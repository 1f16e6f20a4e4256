//! CLI argument parsing using clap derive API
//!
//! This module defines the command-line interface structure using clap's derive macros.
//! It is purely declarative with no side effects or I/O.

use std::path::PathBuf;

use clap::{Args, Parser, Subcommand, ValueEnum};

/// pfstat -- packet filter status decoder.
///
/// Use `pfstat <COMMAND> --help` for subcommand details.
#[derive(Parser, Debug)]
#[command(name = "pfstat", version, about, long_about = None)]
pub struct Cli {
    /// Path to the pfstat.toml configuration file.
    #[arg(short, long, default_value = "pfstat.toml")]
    pub config: PathBuf,

    /// Override log level (trace, debug, info, warn, error).
    #[arg(long, global = true)]
    pub log_level: Option<String>,

    /// Output format.
    #[arg(long, global = true, default_value = "text")]
    pub output: OutputFormat,

    #[command(subcommand)]
    pub command: Commands,
}

/// Supported output formats.
#[derive(Debug, Clone, Copy, ValueEnum)]
pub enum OutputFormat {
    /// Human-readable text output.
    Text,
    /// Machine-readable JSON.
    Json,
}

#[derive(Subcommand, Debug)]
pub enum Commands {
    /// Decode a status dump and print the report.
    Status(StatusArgs),

    /// Show counter growth between two dumps.
    Diff(DiffArgs),

    /// Print the field table of a record layout.
    Layout(LayoutArgs),

    /// Manage configuration.
    Config(ConfigArgs),
}

// ---- status ----

/// Decode a status dump and print the report.
#[derive(Args, Debug)]
pub struct StatusArgs {
    /// Status dump to decode (default: `status.input` from the config).
    pub path: Option<PathBuf>,

    /// Record layout name (default: `status.layout` from the config).
    #[arg(long)]
    pub layout: Option<String>,
}

// ---- diff ----

/// Show counter growth between two dumps of the same enable period.
#[derive(Args, Debug)]
pub struct DiffArgs {
    /// Earlier status dump.
    pub earlier: PathBuf,

    /// Later status dump.
    pub later: PathBuf,

    /// Seconds between the two dumps; enables per-second rates.
    #[arg(long)]
    pub interval: Option<u64>,

    /// Record layout name (default: `status.layout` from the config).
    #[arg(long)]
    pub layout: Option<String>,
}

// ---- layout ----

/// Print the field table of a record layout.
#[derive(Args, Debug)]
pub struct LayoutArgs {
    /// Layout name (default: `status.layout` from the config).
    #[arg(long)]
    pub layout: Option<String>,
}

// ---- config ----

/// Manage pfstat configuration.
#[derive(Args, Debug)]
pub struct ConfigArgs {
    #[command(subcommand)]
    pub action: ConfigAction,
}

#[derive(Subcommand, Debug)]
pub enum ConfigAction {
    /// Validate the configuration file and report errors.
    Validate,
    /// Show the effective configuration (file + env overrides + defaults).
    Show {
        /// Show only a specific section (general, status).
        #[arg(long)]
        section: Option<String>,
    },
}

....

> **What the exercise asks**:
Return a word-for-word copy of the lines from the beginning of the listing to the line holding "pub struct Cli", both kept.

> **Exercise response**:
repository 1f16e6f20a4e4256
//! CLI argument parsing using clap derive API
//!
//! This module defines the command-line interface structure using clap's derive macros.
//! It is purely declarative with no side effects or I/O.

use std::path::PathBuf;

use clap::{Args, Parser, Subcommand, ValueEnum};

/// pfstat -- packet filter status decoder.
///
/// Use `pfstat <COMMAND> --help` for subcommand details.
#[derive(Parser, Debug)]
#[command(name = "pfstat", version, about, long_about = None)]
pub struct Cli {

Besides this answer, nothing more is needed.